By David W. Kirkpatrick
(May
25, 2006)
Senior Education Fellow
U.S. Freedom Foundation
www.freedomfoundation.us
In any debate, those who set the terms have a definite advantage. So, too, with education. It's almost universal for people, whether the establishment, reformers, or the average citizen, to use the terms "school" or "schooling," and "education" as if they are interchangeable, which they are not.It's a truism that one can be educated without being schooled, as was Theodore Roosevelt. Sickly as a child, "Teedie" as he was known to the family, was taught by an aunt, and educated through reading and travel, and didn't attend a formal school until he entered Harvard.
One can also be "schooled" without being educated, as is too common.
One misuse of the "schooling" and "education" is to speak of "compulsory education." That is a misnomer. There are no laws which require that all children be educated. Even referring to such laws as "compulsory attendance" laws is incorrect.
All states do have laws requiring a set school year, typically 180 days. But none require that many days of attendance. If they did then students who miss a day would be violating the law. Some urban schools find 25% or more of the student body absent each day, thus missing at least 45 days, or attending 135 days, per year.
The same is true of many other state requirements such as five instructional hours per day at the elementary level and 5.5 hours per day at the secondary level. That adds up to 900 and 990 instructional hours per year respectively -- the requirements in Pennsylvania. These are mandates for the system, not for students. Whether students are present any minimum amount of time and whether they learn anything varies greatly.

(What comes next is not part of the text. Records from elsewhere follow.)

//! Placeholder records served until a backend exists.

use std::collections::BTreeMap;

use jiff::{
    Timestamp,
    civil::{Date, date, time},
};
use types::{
    attendance::{OdRecord, OdStatus, Student},
    classroom::{Classroom, RoomRequest},
    course::{ApprovalStatus, Course, OfferedCourse, SlotOffering},
    notification::{NotificationKind, Priority, ReadStatus, TeacherNotification},
    student::{AttendanceConfirmation, AttendanceStatus, Notice},
};

use crate::LocalData;

pub(crate) const PROFILE_NAME: &str = "Dr. John Smith";

pub(crate) fn placeholder() -> LocalData {
    LocalData {
        notices: notices(),
        attendance_confirmations: attendance_confirmations(),
        slot_offerings: slot_offerings(),
        enrollments: Vec::new(),
        teacher_courses: teacher_courses(),
        rosters: rosters(),
        ods: ods(),
        notifications: notifications(),
        classrooms: classrooms(),
        room_requests: room_requests(),
        pending_courses: pending_courses(),
        attendance_log: Vec::new(),
        marks_log: Vec::new(),
        approved_today: None,
    }
}

fn notice(id: &str, by: &str, date_label: &str, body: &str, download: bool) -> Notice {
    Notice {
        id: id.into(),
        by: by.into(),
        date_label: date_label.into(),
        body: body.into(),
        has_download: download,
        download_url: download.then(|| "#".to_string()),
    }
}

fn notices() -> Vec<Notice> {
    vec![
        notice(
            "1",
            "Finance Office",
            "15/01/2026",
            "Fee payment reminder: Your tuition fee installment is due by 20th January. \
             Please complete the payment to avoid late fees.",
            false,
        ),
        notice(
            "2",
            "Academic Section",
            "12/01/2026",
            "Internal assessment schedule updated. Check your student portal for the \
             revised dates for Level 1 and Level 2 assessments.",
            true,
        ),
        notice(
            "3",
            "Hostel Administration",
            "10/01/2026",
            "Hostel maintenance work scheduled for 18th January. Rooms will be \
             inaccessible from 10 AM to 4 PM.",
            false,
        ),
        notice(
            "4",
            "Placement Cell",
            "08/01/2026",
            "New placement drive announcement: TechCorp is visiting campus for \
             recruitment. Register by 15th January through the placement portal.",
            true,
        ),
        notice(
            "5",
            "Library",
            "05/01/2026",
            "Book return reminder: You have 2 overdue books. Please return them by \
             12th January to avoid fines.",
            false,
        ),
    ]
}

fn attendance_confirmations() -> Vec<AttendanceConfirmation> {
    [
        ("1", "CS101", "Introduction to Computer Science", "15/01/2026", AttendanceStatus::Present),
        ("2", "CS102", "Data Structures", "15/01/2026", AttendanceStatus::Present),
        ("3", "CS103", "Algorithms", "14/01/2026", AttendanceStatus::OnDuty),
    ]
    .into_iter()
    .map(|(id, code, name, day, status)| AttendanceConfirmation {
        id: id.into(),
        course_code: code.into(),
        course_name: name.into(),
        date: day.into(),
        status,
        marked_by: PROFILE_NAME.into(),
    })
    .collect()
}

fn offered(id: &str, code: &str, title: &str, faculty: &str, seats: u32, registered: u32) -> OfferedCourse {
    OfferedCourse {
        id: id.into(),
        code: code.into(),
        title: title.into(),
        faculty: faculty.into(),
        seats,
        registered,
    }
}

fn slot_offerings() -> Vec<SlotOffering> {
    vec![
        SlotOffering {
            slot: "A".into(),
            courses: vec![
                offered("o-a1", "CS101", "Introduction to Computer Science", PROFILE_NAME, 60, 42),
                offered("o-a2", "MA101", "Engineering Mathematics", "Dr. Priya Raman", 60, 60),
            ],
        },
        SlotOffering {
            slot: "B".into(),
            courses: vec![
                offered("o-b1", "CS102", "Data Structures", PROFILE_NAME, 50, 31),
                offered("o-b2", "PH101", "Engineering Physics", "Dr. Arjun Mehta", 45, 12),
            ],
        },
        SlotOffering {
            slot: "C".into(),
            courses: vec![
                offered("o-c1", "CS103", "Algorithms", PROFILE_NAME, 40, 18),
                offered("o-c2", "HS101", "Professional Communication", "Ms. Kavya Iyer", 70, 55),
            ],
        },
    ]
}

fn course(id: &str, code: &str, title: &str, faculty: &str, slot: &str, status: ApprovalStatus) -> Course {
    Course {
        id: id.into(),
        code: code.into(),
        title: title.into(),
        faculty: faculty.into(),
        slot: slot.into(),
        seats: 60,
        approval_status: status,
        created_at: "2026-01-05".into(),
    }
}

fn teacher_courses() -> Vec<Course> {
    vec![
        course("CS101", "CS101", "Introduction to Computer Science", PROFILE_NAME, "A", ApprovalStatus::Approved),
        course("CS102", "CS102", "Data Structures", PROFILE_NAME, "B", ApprovalStatus::Approved),
        course("CS103", "CS103", "Algorithms", PROFILE_NAME, "C", ApprovalStatus::Approved),
        course("CS104", "CS104", "Operating Systems", PROFILE_NAME, "D", ApprovalStatus::Pending),
    ]
}

fn pending_courses() -> Vec<Course> {
    vec![
        course("p1", "CS104", "Operating Systems", PROFILE_NAME, "D", ApprovalStatus::Pending),
        course("p2", "EC201", "Digital Electronics", "Dr. Meera Nair", "E", ApprovalStatus::Pending),
        course("p3", "ME110", "Engineering Graphics", "Dr. Suresh Kumar", "F", ApprovalStatus::Pending),
    ]
}

fn rosters() -> BTreeMap<String, Vec<Student>> {
    let students: Vec<Student> = [
        ("19221314", "Alice Johnson"),
        ("19221315", "Bob Smith"),
        ("19231316", "Charlie Brown"),
        ("19221317", "Diana Prince"),
        ("19231318", "Eve Wilson"),
    ]
    .into_iter()
    .map(|(reg_no, name)| Student {
        reg_no: reg_no.into(),
        name: name.into(),
    })
    .collect();

    ["CS101", "CS102", "CS103"]
        .into_iter()
        .map(|course| (course.to_string(), students.clone()))
        .collect()
}

fn ods() -> Vec<OdRecord> {
    vec![OdRecord {
        reg_no: "19231316".into(),
        status: OdStatus::Approved,
        start_date: date(2026, 1, 14),
        end_date: date(2026, 1, 16),
    }]
}

fn notifications() -> Vec<TeacherNotification> {
    let at = |s: &str| s.parse::<Timestamp>().unwrap_or(Timestamp::UNIX_EPOCH);
    vec![
        TeacherNotification {
            id: "t1".into(),
            title: "Internal assessment window".into(),
            message: "Level 1 marks must be entered before 24th January.".into(),
            kind: NotificationKind::Academic,
            status: ReadStatus::Unread,
            priority: Priority::High,
            timestamp: at("2026-01-15T09:00:00Z"),
            sender: "Controller of Examinations".into(),
        },
        TeacherNotification {
            id: "t2".into(),
            title: "Faculty meeting".into(),
            message: "Department meeting on Friday at 3 PM in the seminar hall.".into(),
            kind: NotificationKind::Administrative,
            status: ReadStatus::Unread,
            priority: Priority::Medium,
            timestamp: at("2026-01-14T11:30:00Z"),
            sender: "HOD Office".into(),
        },
        TeacherNotification {
            id: "t3".into(),
            title: "OD request approved".into(),
            message: "Charlie Brown (19231316) is on duty from 14/01 to 16/01.".into(),
            kind: NotificationKind::Student,
            status: ReadStatus::Read,
            priority: Priority::Low,
            timestamp: at("2026-01-13T08:15:00Z"),
            sender: "Student Affairs".into(),
        },
        TeacherNotification {
            id: "t4".into(),
            title: "Portal maintenance".into(),
            message: "The campus portal will be offline Sunday 2 AM to 4 AM.".into(),
            kind: NotificationKind::System,
            status: ReadStatus::Read,
            priority: Priority::Medium,
            timestamp: at("2026-01-10T16:00:00Z"),
            sender: "IT Services".into(),
        },
        TeacherNotification {
            id: "t5".into(),
            title: "Projector replacement".into(),
            message: "Projectors in LH-2 and LH-3 are being replaced this week.".into(),
            kind: NotificationKind::Maintenance,
            status: ReadStatus::Unread,
            priority: Priority::Low,
            timestamp: at("2026-01-08T10:00:00Z"),
            sender: "Estate Office".into(),
        },
    ]
}

fn classrooms() -> Vec<Classroom> {
    [
        ("LH-1", "Lecture Hall 1", 120),
        ("LH-2", "Lecture Hall 2", 120),
        ("LH-3", "Lecture Hall 3", 80),
        ("Lab-1", "Systems Lab", 40),
        ("Lab-2", "Networks Lab", 40),
        ("Lab-3", "Electronics Lab", 60),
    ]
    .into_iter()
    .map(|(code, name, capacity)| Classroom {
        code: code.into(),
        name: name.into(),
        capacity,
    })
    .collect()
}

#[allow(clippy::too_many_arguments)]
fn room_request(
    id: &str,
    course: &str,
    room: &str,
    day: Date,
    from: (i8, i8),
    to: (i8, i8),
    expected_students: u32,
    reason: &str,
    requested_by: &str,
    status: ApprovalStatus,
) -> RoomRequest {
    RoomRequest {
        id: id.into(),
        course_id: course.into(),
        course_label: course.into(),
        classroom_id: room.into(),
        classroom_label: room.into(),
        request_date: day,
        start_time: time(from.0, from.1, 0, 0),
        end_time: time(to.0, to.1, 0, 0),
        expected_students,
        reason: reason.into(),
        requested_by: requested_by.into(),
        status,
    }
}

fn room_requests() -> Vec<RoomRequest> {
    let day = date(2026, 1, 22);
    vec![
        room_request(
            "r1", "CS101", "LH-1", day, (10, 0), (11, 30), 90, "Guest lecture",
            PROFILE_NAME, ApprovalStatus::Pending,
        ),
        room_request(
            "r2", "CS102", "Lab-3", date(2026, 1, 23), (14, 0), (16, 0), 45, "Lab session",
            PROFILE_NAME, ApprovalStatus::Approved,
        ),
        room_request(
            "r3", "EC201", "LH-1", day, (11, 0), (12, 0), 70, "Make-up class",
            "Dr. Meera Nair", ApprovalStatus::Pending,
        ),
    ]
}
//! Which dashboard panel, if any, fills the screen.

#[derive(Debug, Clone, Copy, PartialEq, Eq, Hash)]
pub enum PanelKey {
    Holiday,
    Notifications,
    Attendance,
}

impl PanelKey {
    pub const ALL: [PanelKey; 3] = [PanelKey::Holiday, PanelKey::Attendance, PanelKey::Notifications];

    pub fn title(self) -> &'static str {
        match self {
            PanelKey::Holiday => "Holiday & Events",
            PanelKey::Notifications => "Notification",
            PanelKey::Attendance => "Attendance Confirmation",
        }
    }

    /// Header colour class.
    pub fn tone(self) -> &'static str {
        match self {
            PanelKey::Holiday | PanelKey::Attendance => "tone-teal",
            PanelKey::Notifications => "tone-purple",
        }
    }
}

/// What a coordinator call did to the overlay.
#[derive(Debug, Clone, Copy, PartialEq, Eq)]
pub enum Transition {
    /// Nothing was maximized, now one panel is.
    Opened,
    /// A different panel replaced the maximized one.
    Switched,
    /// The maximized panel was dismissed.
    Closed,
    Unchanged,
}

/// What the browser side of the overlay must do after a transition.
#[derive(Debug, Clone, Copy, PartialEq, Eq)]
pub enum SessionAction {
    Start,
    End,
}

impl Transition {
    /// Switching panels keeps the running session.
    pub fn session_action(self) -> Option<SessionAction> {
        match self {
            Transition::Opened => Some(SessionAction::Start),
            Transition::Closed => Some(SessionAction::End),
            Transition::Switched | Transition::Unchanged => None,
        }
    }
}

/// At most one maximized panel.
#[derive(Debug, Default, Clone, Copy, PartialEq, Eq)]
pub struct PanelCoordinator {
    maximized: Option<PanelKey>,
}

impl PanelCoordinator {
    pub fn maximized(&self) -> Option<PanelKey> {
        self.maximized
    }

    pub fn is_maximized(&self, key: PanelKey) -> bool {
        self.maximized == Some(key)
    }

    pub fn is_open(&self) -> bool {
        self.maximized.is_some()
    }

    /// Maximize `key`, or dismiss it if it is already maximized.
    pub fn toggle(&mut self, key: PanelKey) -> Transition {
        match self.maximized.replace(key) {
            None => Transition::Opened,
            Some(previous) if previous == key => {
                self.maximized = None;
                Transition::Closed
            }
            Some(_) => Transition::Switched,
        }
    }

    pub fn close(&mut self) -> Transition {
        match self.maximized.take() {
            Some(_) => Transition::Closed,
            None => Transition::Unchanged,
        }
    }
}

#[cfg(test)]
mod tests {
    use super::*;
    use pretty_assertions::assert_eq;

    #[test]
    fn toggling_twice_closes() {
        let mut panels = PanelCoordinator::default();
        assert_eq!(panels.toggle(PanelKey::Holiday), Transition::Opened);
        assert!(panels.is_maximized(PanelKey::Holiday));
        assert_eq!(panels.toggle(PanelKey::Holiday), Transition::Closed);
        assert_eq!(panels.maximized(), None);
    }

    #[test]
    fn another_panel_replaces_the_maximized_one() {
        let mut panels = PanelCoordinator::default();
        panels.toggle(PanelKey::Holiday);
        assert_eq!(panels.toggle(PanelKey::Notifications), Transition::Switched);

        let open: Vec<_> = PanelKey::ALL
            .into_iter()
            .filter(|k| panels.is_maximized(*k))
            .collect();
        assert_eq!(open, [PanelKey::Notifications]);
    }

    #[test]
    fn close_without_a_panel_is_a_no_op() {
        let mut panels = PanelCoordinator::default();
        assert_eq!(panels.close(), Transition::Unchanged);
        assert!(!panels.is_open());

        panels.toggle(PanelKey::Attendance);
        assert_eq!(panels.close(), Transition::Closed);
        assert_eq!(panels.close(), Transition::Unchanged);
    }

    #[test]
    fn one_session_spans_switches() {
        let mut panels = PanelCoordinator::default();
        let actions: Vec<_> = [
            panels.toggle(PanelKey::Holiday),
            panels.toggle(PanelKey::Notifications),
            panels.toggle(PanelKey::Attendance),
            panels.close(),
        ]
        .into_iter()
        .filter_map(Transition::session_action)
        .collect();
        assert_eq!(actions, [SessionAction::Start, SessionAction::End]);
    }

    #[test]
    fn closing_nothing_touches_no_session() {
        let mut panels = PanelCoordinator::default();
        assert_eq!(panels.close().session_action(), None);

        panels.toggle(PanelKey::Holiday);
        panels.close();
        assert_eq!(panels.close().session_action(), None);
    }
}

Similarly, schools and school districts are mandated by law to keep certain public records or documents. But, even allowing for exceptions such as personnel records, let the public or reporters try to get access to them and you discover they aren't quite that public after all.
Not that there isn't some true compulsion on individuals. Indeed there is.
Parents are compelled to send their children to schools in the district in which they live, unless they are among the fortunate ones who can provide some legally acceptable alternative. They may even be compelled to send their child to a specific school, to a specific teacher or teachers, in specific classrooms, utilizing specific textbooks, specific teaching methods, under specific conditions over which they have no control, and on and on.
There have been notorious instances where children were required to have medical exams or undergo other procedures not only without their parents' approval but without their knowledge.
Those in charge of the public schools often complain that they must accept all children, whatever their background and condition. This is often used as an excuse for why many students cannot be taught, but that is a burden that is self-inflicted. Try to open up the system, as in higher education, so students can choose the school and the school can choose the student, and see who objects the most.
Accept for the moment that schools are not responsible for some students not being able to learn because of their background. To be consistent the schools should disclaim any credit for students who do learn because of their backgrounds. But, of course, to argue that what students learn is determined by their out of school environment is to say that schools don't make any difference.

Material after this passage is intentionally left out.